Mantenerse seguro y cómodo en un clima cambiante depende cada vez más de la energía para calefacción y, especialmente, para refrigeración. Este estudio plantea una pregunta simple pero vital: a medida que el planeta se calienta y las poblaciones crecen y se desplazan, ¿dónde están las personas más expuestas a temperaturas incómodas o peligrosas, y la demanda energética mundial está cambiando de mantenernos calientes en invierno a mantenernos frescos en verano?

De un mundo de calentadores a un mundo de aire acondicionado

Los autores usan una medida llamada «días grado» para seguir cuánto una ubicación es más fría o más caliente que una temperatura interior confortable a lo largo de un año. Los días grado de calefacción reflejan con qué frecuencia y en qué medida las temperaturas caen por debajo de ese umbral de confort, mientras que los días grado de refrigeración reflejan con qué frecuencia suben por encima. Al combinar cuatro décadas de registros de temperatura global (1980–2020) con mapas detallados de dónde vive la gente, el estudio muestra que las necesidades de calefacción generalmente disminuyen mientras que las de refrigeración aumentan casi en todas partes, señalando una inclinación global hacia un mundo más cálido y con más aire acondicionado.

Figura 1
Figura 1.

Calentamiento desigual entre continentes

El patrón de calentamiento está lejos de ser uniforme. La demanda de refrigeración está aumentando más rápido en África y Sudamérica, donde el incremento es varias veces superior a la media global. Estas regiones, ya cálidas, se están volviendo aún más estresadas por el calor. Al mismo tiempo, la demanda de calefacción disminuye con mayor rapidez en Europa y Asia, particularmente en las latitudes septentrionales altas. En los trópicos, las necesidades de calefacción cambian poco porque las temperaturas rara vez caen por debajo del umbral de confort. En general, la reducción de la calefacción no compensa el fuerte aumento de la refrigeración, lo que significa que más personas se ven empujadas a condiciones en las que necesitan alivio del calor.

Dónde vive la gente cambia el riesgo

El cambio climático por sí solo no determina la exposición; la ubicación y el crecimiento de las poblaciones juegan un papel importante. El estudio encuentra que el aumento de la exposición a la refrigeración está impulsado principalmente por el crecimiento y movimiento de la población, especialmente en Asia y África. Áreas como el sur y el este de Asia, partes de Indonesia, el oeste y noreste de África y partes de Centro y Sudamérica combinan hoy poblaciones densas con una exposición al calor que crece rápidamente. En contraste, la exposición a la calefacción sigue concentrada en regiones al norte de 30°N —como Europa, Asia oriental y el este de Estados Unidos—, pero su huella se está reduciendo lentamente hacia latitudes más bajas a medida que los inviernos se vuelven más suaves.

Figura 2
Figura 2.

La carga recae con mayor dureza en los países más pobres

Al agrupar los países en cuatro niveles de ingresos, los autores revelan una desigualdad manifiesta. Los países de bajos y medios-bajos ingresos concentran casi dos tercios de la exposición global a condiciones cálidas, sin embargo, por lo general disponen del acceso más limitado a refrigeración fiable, viviendas modernas y redes eléctricas robustas. En cambio, los países de altos y medianos-altos ingresos, en su mayoría en zonas más frías o templadas, concentran más del 90 % de la exposición a condiciones frías. Para ellos, inviernos más suaves pueden incluso traer algunos beneficios, como facturas de calefacción reducidas y ahorro energético, y normalmente cuentan con mejor infraestructura para gestionar tanto la calefacción como la refrigeración.
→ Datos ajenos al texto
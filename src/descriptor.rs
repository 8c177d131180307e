use camino::{Utf8Component, Utf8Path, Utf8PathBuf};
use serde::Serialize;

use crate::domain::Split;
use crate::error::PrepError;

/// Layout of one split at the source and on disk.
#[derive(Debug, Clone, PartialEq, Eq, Serialize)]
pub struct SplitSpec {
    /// Empty means the source URL itself is the artifact of this split.
    pub data_filename: String,
    pub labels_filename: String,
    pub subfolder: String,
    pub present: bool,
}

impl SplitSpec {
    pub fn for_split(split: Split) -> Self {
        Self {
            data_filename: String::new(),
            labels_filename: String::new(),
            subfolder: split.as_str().to_string(),
            present: true,
        }
    }

    pub fn absent(split: Split) -> Self {
        Self {
            present: false,
            ..Self::for_split(split)
        }
    }

    pub fn with_data(mut self, filename: impl Into<String>) -> Self {
        self.data_filename = filename.into();
        self
    }

    pub fn with_labels(mut self, filename: impl Into<String>) -> Self {
        self.labels_filename = filename.into();
        self
    }

    pub fn with_subfolder(mut self, subfolder: impl Into<String>) -> Self {
        self.subfolder = subfolder.into();
        self
    }
}

/// Construction parameters of a [`DatasetDescriptor`].
#[derive(Debug, Clone)]
pub struct DescriptorOptions {
    pub source: String,
    pub destination_root: Utf8PathBuf,
    pub train: SplitSpec,
    pub validate: SplitSpec,
    pub test: SplitSpec,
    pub extract: bool,
    pub refresh_on_every_use: bool,
    pub already_downloaded: bool,
    pub verbose: bool,
}

impl DescriptorOptions {
    pub fn new(source: impl Into<String>) -> Self {
        Self {
            source: source.into(),
            destination_root: Utf8PathBuf::from("./data/"),
            train: SplitSpec::for_split(Split::Train),
            validate: SplitSpec::for_split(Split::Validate),
            test: SplitSpec::for_split(Split::Test),
            extract: true,
            refresh_on_every_use: false,
            already_downloaded: false,
            verbose: true,
        }
    }

    pub fn split_mut(&mut self, split: Split) -> &mut SplitSpec {
        match split {
            Split::Train => &mut self.train,
            Split::Validate => &mut self.validate,
            Split::Test => &mut self.test,
        }
    }
}

#[derive(Debug, Clone, Copy, PartialEq, Eq, Serialize)]
#[serde(rename_all = "lowercase")]
pub enum ArtifactRole {
    Data,
    Labels,
}

/// One remote file and where it lands locally.
#[derive(Debug, Clone, PartialEq, Eq, Serialize)]
pub struct Artifact {
    pub role: ArtifactRole,
    pub name: String,
    pub url: String,
}

/// Configuration and status of one dataset acquisition target.
///
/// The `downloaded` and `extracted` flags are only written by the acquisition
/// engine and its refresh path; everything else is fixed at construction.
#[derive(Debug, Clone)]
pub struct DatasetDescriptor {
    source: String,
    destination_root: Utf8PathBuf,
    splits: [SplitSpec; 3],
    extract: bool,
    refresh_on_every_use: bool,
    verbose: bool,
    downloaded: bool,
    extracted: bool,
}

impl DatasetDescriptor {
    pub fn new(options: DescriptorOptions) -> Result<Self, PrepError> {
        let source = options.source.trim().to_string();
        if source.is_empty() {
            return Err(PrepError::Configuration(
                "source URL is required".to_string(),
            ));
        }
        if options.destination_root.as_str().trim().is_empty() {
            return Err(PrepError::Configuration(
                "destination root must not be empty".to_string(),
            ));
        }

        let mut splits = [options.train, options.validate, options.test];
        for (split, spec) in Split::ALL.iter().zip(splits.iter_mut()) {
            spec.subfolder = spec.subfolder.trim().trim_matches('/').to_string();
            spec.data_filename = spec.data_filename.trim().to_string();
            spec.labels_filename = spec.labels_filename.trim().to_string();
            if spec.present {
                validate_split(*split, spec, &source)?;
            }
        }

        for (index, split) in Split::ALL.iter().enumerate() {
            let spec = &splits[index];
            if !spec.present {
                continue;
            }
            for (other_index, other) in Split::ALL.iter().enumerate().skip(index + 1) {
                let other_spec = &splits[other_index];
                if other_spec.present && other_spec.subfolder == spec.subfolder {
                    return Err(PrepError::Configuration(format!(
                        "splits {split} and {other} share subfolder '{}'",
                        spec.subfolder
                    )));
                }
            }
        }

        Ok(Self {
            source,
            destination_root: options.destination_root,
            splits,
            extract: options.extract,
            refresh_on_every_use: options.refresh_on_every_use,
            verbose: options.verbose,
            downloaded: options.already_downloaded,
            extracted: false,
        })
    }

    pub fn source(&self) -> &str {
        &self.source
    }

    pub fn destination_root(&self) -> &Utf8Path {
        &self.destination_root
    }

    pub fn split(&self, split: Split) -> &SplitSpec {
        match split {
            Split::Train => &self.splits[0],
            Split::Validate => &self.splits[1],
            Split::Test => &self.splits[2],
        }
    }

    pub fn present_splits(&self) -> impl Iterator<Item = Split> + '_ {
        Split::ALL
            .into_iter()
            .filter(|split| self.split(*split).present)
    }

    pub fn extract(&self) -> bool {
        self.extract
    }

    pub fn refresh_on_every_use(&self) -> bool {
        self.refresh_on_every_use
    }

    pub fn verbose(&self) -> bool {
        self.verbose
    }

    pub fn is_downloaded(&self) -> bool {
        self.downloaded
    }

    pub fn is_extracted(&self) -> bool {
        self.extracted
    }

    /// `destination_root/<subfolder>`, derived from the split's own subfolder only.
    pub fn split_folder(&self, split: Split) -> Utf8PathBuf {
        let subfolder = &self.split(split).subfolder;
        if subfolder.is_empty() {
            self.destination_root.clone()
        } else {
            self.destination_root.join(subfolder)
        }
    }

    /// Data artifact first, then labels when the split names a labels file.
    pub fn artifacts(&self, split: Split) -> Vec<Artifact> {
        let spec = self.split(split);
        let mut artifacts = Vec::with_capacity(2);
        let data_name = if spec.data_filename.is_empty() {
            source_file_name(&self.source).unwrap_or_default()
        } else {
            spec.data_filename.clone()
        };
        artifacts.push(Artifact {
            role: ArtifactRole::Data,
            name: data_name,
            url: join_url(&self.source, &spec.data_filename),
        });
        if !spec.labels_filename.is_empty() {
            artifacts.push(Artifact {
                role: ArtifactRole::Labels,
                name: spec.labels_filename.clone(),
                url: join_url(&self.source, &spec.labels_filename),
            });
        }
        artifacts
    }

    pub(crate) fn mark_acquired(&mut self) {
        self.downloaded = true;
        self.extracted = true;
    }

    pub(crate) fn reset_status(&mut self) {
        self.downloaded = false;
        self.extracted = false;
    }
}

fn validate_split(split: Split, spec: &SplitSpec, source: &str) -> Result<(), PrepError> {
    check_relative(split, "subfolder", &spec.subfolder)?;
    check_relative(split, "data filename", &spec.data_filename)?;
    check_relative(split, "labels filename", &spec.labels_filename)?;

    if spec.data_filename.is_empty() && source_file_name(source).is_none() {
        return Err(PrepError::Configuration(format!(
            "split {split} has no data filename and source '{source}' does not name a file"
        )));
    }
    if !spec.labels_filename.is_empty() && spec.labels_filename == spec.data_filename {
        return Err(PrepError::Configuration(format!(
            "split {split} uses '{}' for both data and labels",
            spec.labels_filename
        )));
    }
    Ok(())
}

fn check_relative(split: Split, field: &str, value: &str) -> Result<(), PrepError> {
    let path = Utf8Path::new(value);
    let escapes = path
        .components()
        .any(|component| !matches!(component, Utf8Component::Normal(_)));
    if escapes {
        return Err(PrepError::Configuration(format!(
            "split {split} {field} '{value}' must be a relative path below the destination root"
        )));
    }
    Ok(())
}

/// Appends `filename` to `source`, inserting a separator when needed.
pub fn join_url(source: &str, filename: &str) -> String {
    if filename.is_empty() {
        return source.to_string();
    }
    if source.ends_with('/') {
        format!("{source}{filename}")
    } else {
        format!("{source}/{filename}")
    }
}

/// Last path segment of a URL, ignoring query and fragment.
pub fn source_file_name(source: &str) -> Option<String> {
    let without_fragment = source.split('#').next().unwrap_or(source);
    let path = without_fragment
        .split('?')
        .next()
        .unwrap_or(without_fragment);
    let path = path.split_once("://").map(|(_, rest)| rest).unwrap_or(path);
    let (_, tail) = path.split_once('/')?;
    let name = tail.rsplit('/').next()?;
    if name.is_empty() {
        None
    } else {
        Some(name.to_string())
    }
}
Qué significa esto para la energía y la justicia

El análisis muestra que los efectos combinados de un clima que se calienta y las tendencias demográficas están empujando al mundo de un futuro energético dominado por la calefacción hacia otro dominado por la refrigeración, y que este cambio es más rápido en los países más pobres y cálidos. Estas naciones enfrentan crecientes riesgos sanitarios y económicos por el calor extremo, a menudo sin aire acondicionado generalizado ni redes de seguridad social fuertes. Mientras tanto, los países más ricos están mejor posicionados para adaptarse e incluso pueden beneficiarse de menores necesidades de calefacción. Los autores sostienen que planificar una refrigeración sostenible y asequible, invertir en edificios eficientes y en energía renovable, y reconocer estos desequilibrios son pasos cruciales si el mundo quiere proteger a las poblaciones vulnerables y evitar profundizar las desigualdades globales en un futuro más cálido.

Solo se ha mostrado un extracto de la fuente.